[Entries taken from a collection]

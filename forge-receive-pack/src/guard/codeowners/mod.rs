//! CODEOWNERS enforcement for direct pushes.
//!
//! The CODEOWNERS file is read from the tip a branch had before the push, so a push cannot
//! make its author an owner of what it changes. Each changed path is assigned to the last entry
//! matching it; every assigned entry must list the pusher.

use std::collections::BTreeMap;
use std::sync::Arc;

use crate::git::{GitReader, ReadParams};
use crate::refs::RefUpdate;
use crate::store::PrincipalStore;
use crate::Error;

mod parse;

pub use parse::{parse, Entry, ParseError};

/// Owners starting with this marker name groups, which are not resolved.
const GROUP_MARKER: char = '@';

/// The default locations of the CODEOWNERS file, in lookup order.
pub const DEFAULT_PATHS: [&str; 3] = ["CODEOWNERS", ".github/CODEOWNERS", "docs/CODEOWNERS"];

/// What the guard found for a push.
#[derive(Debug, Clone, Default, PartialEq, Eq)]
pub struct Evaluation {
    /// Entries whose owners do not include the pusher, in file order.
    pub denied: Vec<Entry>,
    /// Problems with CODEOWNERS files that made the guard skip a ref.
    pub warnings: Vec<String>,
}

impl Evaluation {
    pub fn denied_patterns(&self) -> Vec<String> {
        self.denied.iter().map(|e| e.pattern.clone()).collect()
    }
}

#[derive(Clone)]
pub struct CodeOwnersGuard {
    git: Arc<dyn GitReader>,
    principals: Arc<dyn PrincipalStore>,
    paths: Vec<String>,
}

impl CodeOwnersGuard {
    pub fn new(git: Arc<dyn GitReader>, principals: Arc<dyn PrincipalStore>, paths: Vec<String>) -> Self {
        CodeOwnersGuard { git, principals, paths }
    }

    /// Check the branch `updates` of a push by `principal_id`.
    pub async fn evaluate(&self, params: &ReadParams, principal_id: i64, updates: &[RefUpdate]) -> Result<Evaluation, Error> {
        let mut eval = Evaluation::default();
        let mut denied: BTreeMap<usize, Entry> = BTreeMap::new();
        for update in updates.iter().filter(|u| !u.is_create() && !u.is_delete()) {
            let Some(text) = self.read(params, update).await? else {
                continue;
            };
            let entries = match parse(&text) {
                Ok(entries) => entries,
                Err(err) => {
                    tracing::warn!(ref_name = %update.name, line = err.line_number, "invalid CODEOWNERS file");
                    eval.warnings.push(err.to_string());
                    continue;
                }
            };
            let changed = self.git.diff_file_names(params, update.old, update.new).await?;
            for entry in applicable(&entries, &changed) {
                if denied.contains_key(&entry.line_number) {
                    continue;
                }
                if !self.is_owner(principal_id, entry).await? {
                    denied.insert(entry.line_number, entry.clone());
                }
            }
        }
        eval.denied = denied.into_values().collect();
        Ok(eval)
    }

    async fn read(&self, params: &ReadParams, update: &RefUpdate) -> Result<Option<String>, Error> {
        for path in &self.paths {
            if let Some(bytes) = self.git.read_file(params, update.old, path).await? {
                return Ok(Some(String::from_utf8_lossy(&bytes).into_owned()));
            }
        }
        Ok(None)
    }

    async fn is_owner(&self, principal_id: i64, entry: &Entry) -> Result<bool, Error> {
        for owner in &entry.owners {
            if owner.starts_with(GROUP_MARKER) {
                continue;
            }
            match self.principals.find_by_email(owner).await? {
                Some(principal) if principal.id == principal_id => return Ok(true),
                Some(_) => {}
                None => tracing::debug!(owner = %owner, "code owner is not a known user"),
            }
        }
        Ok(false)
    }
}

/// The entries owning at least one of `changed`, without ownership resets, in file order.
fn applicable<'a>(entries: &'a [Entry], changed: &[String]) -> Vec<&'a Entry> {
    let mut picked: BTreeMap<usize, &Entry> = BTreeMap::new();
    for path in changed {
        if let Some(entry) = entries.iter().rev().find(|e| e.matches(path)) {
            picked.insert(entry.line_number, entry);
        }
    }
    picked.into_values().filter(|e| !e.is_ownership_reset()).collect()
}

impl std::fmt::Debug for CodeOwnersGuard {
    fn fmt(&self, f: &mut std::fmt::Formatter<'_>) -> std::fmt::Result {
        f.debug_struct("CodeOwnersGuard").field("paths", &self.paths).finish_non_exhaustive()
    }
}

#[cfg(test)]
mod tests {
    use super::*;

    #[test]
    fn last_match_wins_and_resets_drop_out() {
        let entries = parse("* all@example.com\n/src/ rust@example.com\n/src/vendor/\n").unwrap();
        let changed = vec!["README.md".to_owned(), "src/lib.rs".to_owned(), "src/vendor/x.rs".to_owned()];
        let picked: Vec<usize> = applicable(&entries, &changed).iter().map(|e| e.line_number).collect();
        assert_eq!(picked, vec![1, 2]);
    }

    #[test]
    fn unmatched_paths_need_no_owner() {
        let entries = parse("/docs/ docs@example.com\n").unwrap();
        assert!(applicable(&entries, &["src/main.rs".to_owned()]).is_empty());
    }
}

==

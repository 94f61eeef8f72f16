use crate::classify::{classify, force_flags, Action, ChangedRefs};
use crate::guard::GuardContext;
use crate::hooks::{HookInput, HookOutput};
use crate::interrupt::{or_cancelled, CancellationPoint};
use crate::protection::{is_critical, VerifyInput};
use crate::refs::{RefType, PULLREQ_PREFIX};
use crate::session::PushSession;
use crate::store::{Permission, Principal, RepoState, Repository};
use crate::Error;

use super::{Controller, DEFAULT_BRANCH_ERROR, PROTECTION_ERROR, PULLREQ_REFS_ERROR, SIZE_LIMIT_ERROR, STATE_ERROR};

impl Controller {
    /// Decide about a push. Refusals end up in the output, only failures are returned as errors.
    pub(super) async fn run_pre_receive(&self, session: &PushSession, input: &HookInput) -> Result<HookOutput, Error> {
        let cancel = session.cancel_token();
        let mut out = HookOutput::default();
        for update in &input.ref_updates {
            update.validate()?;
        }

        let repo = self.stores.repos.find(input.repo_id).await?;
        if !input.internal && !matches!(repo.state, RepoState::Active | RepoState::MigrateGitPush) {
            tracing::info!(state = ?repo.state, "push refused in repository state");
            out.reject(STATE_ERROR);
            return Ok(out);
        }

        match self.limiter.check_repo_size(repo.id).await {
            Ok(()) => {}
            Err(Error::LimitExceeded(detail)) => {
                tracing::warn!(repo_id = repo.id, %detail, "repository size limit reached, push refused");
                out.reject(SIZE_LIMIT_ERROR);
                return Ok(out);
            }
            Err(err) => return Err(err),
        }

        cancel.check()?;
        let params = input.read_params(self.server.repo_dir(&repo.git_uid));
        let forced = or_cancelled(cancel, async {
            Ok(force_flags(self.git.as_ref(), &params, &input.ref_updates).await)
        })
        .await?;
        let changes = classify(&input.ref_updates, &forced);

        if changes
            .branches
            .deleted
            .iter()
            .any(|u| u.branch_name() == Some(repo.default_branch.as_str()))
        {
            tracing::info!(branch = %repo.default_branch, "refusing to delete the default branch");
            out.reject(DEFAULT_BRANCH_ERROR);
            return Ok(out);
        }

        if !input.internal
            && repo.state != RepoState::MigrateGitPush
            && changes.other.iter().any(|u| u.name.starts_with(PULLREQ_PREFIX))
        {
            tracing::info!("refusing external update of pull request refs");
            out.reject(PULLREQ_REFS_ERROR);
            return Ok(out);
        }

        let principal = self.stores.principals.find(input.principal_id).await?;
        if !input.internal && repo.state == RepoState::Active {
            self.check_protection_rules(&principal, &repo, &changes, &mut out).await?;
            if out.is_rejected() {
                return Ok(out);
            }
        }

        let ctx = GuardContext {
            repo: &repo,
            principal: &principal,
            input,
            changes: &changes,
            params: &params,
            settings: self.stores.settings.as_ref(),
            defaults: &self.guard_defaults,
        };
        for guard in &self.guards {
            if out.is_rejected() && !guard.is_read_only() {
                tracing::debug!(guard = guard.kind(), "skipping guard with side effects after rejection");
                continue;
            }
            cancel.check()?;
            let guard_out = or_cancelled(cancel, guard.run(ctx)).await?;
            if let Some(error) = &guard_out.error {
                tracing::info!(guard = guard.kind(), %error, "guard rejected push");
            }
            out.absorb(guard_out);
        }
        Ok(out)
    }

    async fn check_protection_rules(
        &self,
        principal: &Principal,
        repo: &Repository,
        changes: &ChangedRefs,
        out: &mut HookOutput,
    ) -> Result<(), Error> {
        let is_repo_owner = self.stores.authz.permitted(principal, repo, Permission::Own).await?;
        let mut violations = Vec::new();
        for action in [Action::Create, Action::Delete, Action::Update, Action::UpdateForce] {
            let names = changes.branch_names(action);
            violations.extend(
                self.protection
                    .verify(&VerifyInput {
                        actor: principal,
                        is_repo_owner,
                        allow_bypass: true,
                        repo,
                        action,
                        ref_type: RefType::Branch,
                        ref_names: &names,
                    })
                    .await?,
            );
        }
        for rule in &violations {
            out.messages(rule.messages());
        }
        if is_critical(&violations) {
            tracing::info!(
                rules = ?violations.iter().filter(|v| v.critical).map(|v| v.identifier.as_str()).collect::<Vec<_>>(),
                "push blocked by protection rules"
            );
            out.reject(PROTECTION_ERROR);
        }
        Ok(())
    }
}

* * *

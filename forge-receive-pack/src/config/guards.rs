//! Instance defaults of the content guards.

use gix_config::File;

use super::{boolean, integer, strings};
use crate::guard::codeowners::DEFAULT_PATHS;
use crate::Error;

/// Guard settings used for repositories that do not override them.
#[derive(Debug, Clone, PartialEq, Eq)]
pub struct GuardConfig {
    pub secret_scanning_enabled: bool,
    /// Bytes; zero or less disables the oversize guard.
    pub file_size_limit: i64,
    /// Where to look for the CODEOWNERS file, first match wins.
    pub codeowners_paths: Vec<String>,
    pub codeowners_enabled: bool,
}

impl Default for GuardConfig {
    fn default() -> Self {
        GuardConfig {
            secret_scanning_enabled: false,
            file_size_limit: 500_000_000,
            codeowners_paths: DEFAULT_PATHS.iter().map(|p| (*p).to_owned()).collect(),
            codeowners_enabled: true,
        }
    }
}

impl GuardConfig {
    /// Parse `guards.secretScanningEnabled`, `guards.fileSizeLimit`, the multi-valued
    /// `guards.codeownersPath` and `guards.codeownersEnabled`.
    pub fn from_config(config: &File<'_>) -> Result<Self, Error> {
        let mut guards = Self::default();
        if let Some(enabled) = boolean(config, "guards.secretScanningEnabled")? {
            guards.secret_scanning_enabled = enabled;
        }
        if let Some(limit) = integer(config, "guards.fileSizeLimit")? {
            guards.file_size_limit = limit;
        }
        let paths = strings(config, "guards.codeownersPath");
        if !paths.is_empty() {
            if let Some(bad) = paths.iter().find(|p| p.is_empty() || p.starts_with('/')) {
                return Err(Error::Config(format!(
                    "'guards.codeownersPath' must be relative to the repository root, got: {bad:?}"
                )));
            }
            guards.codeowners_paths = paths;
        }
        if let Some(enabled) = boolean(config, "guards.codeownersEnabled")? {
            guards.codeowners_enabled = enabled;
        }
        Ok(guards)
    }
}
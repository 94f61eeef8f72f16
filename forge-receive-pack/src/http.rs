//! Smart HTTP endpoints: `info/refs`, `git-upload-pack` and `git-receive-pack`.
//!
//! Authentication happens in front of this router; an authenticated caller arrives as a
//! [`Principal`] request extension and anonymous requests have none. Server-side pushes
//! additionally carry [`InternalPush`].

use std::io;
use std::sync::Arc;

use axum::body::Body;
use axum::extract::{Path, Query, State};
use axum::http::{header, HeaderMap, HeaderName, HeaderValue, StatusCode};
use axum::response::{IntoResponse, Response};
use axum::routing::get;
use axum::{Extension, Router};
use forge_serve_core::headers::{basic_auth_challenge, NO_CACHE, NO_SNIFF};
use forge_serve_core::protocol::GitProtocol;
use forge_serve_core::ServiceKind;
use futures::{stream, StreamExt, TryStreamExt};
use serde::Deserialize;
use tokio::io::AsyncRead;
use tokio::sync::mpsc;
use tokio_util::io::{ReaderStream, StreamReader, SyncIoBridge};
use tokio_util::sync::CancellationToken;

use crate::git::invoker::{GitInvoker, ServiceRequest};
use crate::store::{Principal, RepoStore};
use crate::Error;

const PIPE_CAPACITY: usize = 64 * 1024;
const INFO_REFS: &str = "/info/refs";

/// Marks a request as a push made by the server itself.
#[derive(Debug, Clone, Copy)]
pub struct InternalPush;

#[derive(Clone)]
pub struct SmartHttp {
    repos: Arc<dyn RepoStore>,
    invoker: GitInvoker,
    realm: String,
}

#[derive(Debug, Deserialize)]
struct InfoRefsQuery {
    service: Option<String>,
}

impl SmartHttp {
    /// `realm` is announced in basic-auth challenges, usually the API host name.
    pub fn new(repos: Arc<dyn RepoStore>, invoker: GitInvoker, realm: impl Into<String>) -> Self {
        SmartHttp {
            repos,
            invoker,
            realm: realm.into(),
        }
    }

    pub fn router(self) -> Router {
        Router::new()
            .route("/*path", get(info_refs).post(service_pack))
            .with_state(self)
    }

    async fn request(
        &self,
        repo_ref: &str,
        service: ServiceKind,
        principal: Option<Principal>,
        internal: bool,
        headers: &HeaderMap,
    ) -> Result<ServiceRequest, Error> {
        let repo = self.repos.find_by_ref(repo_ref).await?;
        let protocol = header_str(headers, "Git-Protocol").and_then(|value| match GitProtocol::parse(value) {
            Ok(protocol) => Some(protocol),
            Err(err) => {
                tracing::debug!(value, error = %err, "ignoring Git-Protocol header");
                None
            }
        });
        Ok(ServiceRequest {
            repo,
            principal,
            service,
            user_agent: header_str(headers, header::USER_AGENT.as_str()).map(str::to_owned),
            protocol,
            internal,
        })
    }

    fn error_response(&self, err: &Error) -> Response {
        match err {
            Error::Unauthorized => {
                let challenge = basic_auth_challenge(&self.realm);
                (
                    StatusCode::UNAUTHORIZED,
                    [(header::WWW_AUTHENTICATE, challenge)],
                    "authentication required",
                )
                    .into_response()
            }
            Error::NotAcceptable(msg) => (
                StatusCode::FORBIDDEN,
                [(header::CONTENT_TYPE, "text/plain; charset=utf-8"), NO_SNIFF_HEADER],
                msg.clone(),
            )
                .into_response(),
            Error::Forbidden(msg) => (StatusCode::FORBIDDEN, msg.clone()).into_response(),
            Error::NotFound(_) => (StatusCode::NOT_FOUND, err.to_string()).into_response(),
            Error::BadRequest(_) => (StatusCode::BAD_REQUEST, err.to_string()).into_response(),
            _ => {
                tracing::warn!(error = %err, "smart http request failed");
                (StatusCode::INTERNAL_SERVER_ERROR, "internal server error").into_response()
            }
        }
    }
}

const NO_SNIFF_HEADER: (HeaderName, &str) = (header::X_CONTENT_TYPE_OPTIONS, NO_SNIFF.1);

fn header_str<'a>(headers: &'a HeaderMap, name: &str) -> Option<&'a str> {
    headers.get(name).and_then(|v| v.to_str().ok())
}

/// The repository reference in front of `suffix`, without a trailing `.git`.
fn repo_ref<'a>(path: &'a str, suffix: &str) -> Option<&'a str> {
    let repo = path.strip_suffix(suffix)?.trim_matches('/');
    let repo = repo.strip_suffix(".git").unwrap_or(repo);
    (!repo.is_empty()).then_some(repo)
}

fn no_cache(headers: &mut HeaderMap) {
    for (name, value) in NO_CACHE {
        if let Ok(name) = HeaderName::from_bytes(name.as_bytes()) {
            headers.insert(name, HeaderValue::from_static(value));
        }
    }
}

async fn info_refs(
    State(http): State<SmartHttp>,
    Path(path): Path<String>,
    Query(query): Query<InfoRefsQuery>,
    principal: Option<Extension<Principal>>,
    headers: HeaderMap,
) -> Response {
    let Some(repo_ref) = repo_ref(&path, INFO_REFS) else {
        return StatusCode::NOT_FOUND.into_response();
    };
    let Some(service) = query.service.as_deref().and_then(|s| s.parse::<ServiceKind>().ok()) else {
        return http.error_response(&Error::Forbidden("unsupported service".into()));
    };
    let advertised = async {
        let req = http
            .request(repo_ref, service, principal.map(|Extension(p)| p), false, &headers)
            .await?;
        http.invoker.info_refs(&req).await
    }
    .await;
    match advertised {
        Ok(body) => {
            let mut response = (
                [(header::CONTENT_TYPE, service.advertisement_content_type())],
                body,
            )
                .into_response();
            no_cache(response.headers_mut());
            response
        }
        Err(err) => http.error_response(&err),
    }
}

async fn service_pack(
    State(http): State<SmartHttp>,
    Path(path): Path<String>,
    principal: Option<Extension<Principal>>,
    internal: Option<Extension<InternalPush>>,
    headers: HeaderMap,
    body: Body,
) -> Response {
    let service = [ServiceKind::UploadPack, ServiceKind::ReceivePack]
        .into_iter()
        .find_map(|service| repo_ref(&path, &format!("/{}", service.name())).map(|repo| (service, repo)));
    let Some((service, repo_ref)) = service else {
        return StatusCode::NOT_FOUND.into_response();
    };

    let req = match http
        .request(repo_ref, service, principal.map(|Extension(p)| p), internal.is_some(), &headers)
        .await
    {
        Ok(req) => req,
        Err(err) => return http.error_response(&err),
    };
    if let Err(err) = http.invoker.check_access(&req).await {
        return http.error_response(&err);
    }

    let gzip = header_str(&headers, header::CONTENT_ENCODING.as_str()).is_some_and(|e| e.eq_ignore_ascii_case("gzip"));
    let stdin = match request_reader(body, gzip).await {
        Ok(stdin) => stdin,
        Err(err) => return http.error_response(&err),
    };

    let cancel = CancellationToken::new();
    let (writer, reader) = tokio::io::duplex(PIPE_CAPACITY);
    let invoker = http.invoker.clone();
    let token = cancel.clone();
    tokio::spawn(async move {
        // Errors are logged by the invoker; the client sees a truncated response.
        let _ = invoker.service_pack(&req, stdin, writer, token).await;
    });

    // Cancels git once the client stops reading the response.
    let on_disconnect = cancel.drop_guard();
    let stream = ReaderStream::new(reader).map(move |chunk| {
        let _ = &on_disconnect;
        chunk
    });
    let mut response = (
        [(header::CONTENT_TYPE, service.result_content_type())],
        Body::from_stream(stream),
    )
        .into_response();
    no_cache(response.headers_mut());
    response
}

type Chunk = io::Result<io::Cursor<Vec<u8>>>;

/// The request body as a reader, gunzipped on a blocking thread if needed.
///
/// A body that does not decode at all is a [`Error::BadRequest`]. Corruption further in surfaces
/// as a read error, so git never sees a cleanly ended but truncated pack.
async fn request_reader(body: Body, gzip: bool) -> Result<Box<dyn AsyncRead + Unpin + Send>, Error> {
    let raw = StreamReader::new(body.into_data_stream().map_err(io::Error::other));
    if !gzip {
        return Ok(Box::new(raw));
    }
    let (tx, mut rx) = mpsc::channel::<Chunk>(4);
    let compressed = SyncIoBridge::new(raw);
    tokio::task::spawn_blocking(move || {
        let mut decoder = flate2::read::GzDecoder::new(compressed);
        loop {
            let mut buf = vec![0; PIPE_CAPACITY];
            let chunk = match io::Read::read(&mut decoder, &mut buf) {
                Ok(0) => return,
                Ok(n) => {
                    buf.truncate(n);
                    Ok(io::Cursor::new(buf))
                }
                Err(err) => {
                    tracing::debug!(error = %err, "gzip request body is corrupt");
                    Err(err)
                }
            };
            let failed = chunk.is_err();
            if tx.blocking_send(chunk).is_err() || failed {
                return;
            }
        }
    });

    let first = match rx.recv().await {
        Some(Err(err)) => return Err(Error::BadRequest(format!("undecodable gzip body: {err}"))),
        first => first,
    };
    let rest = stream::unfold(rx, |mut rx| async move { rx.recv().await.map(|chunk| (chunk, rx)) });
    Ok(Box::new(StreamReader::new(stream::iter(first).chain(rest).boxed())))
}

[WORK TO COMPLETE] Copy out, in full, each line above that has the word "codeownersPath" in it.

[OUTPUT FOR THIS TASK]
    /// `guards.codeownersPath` and `guards.codeownersEnabled`.
        let paths = strings(config, "guards.codeownersPath");
                    "'guards.codeownersPath' must be relative to the repository root, got: {bad:?}"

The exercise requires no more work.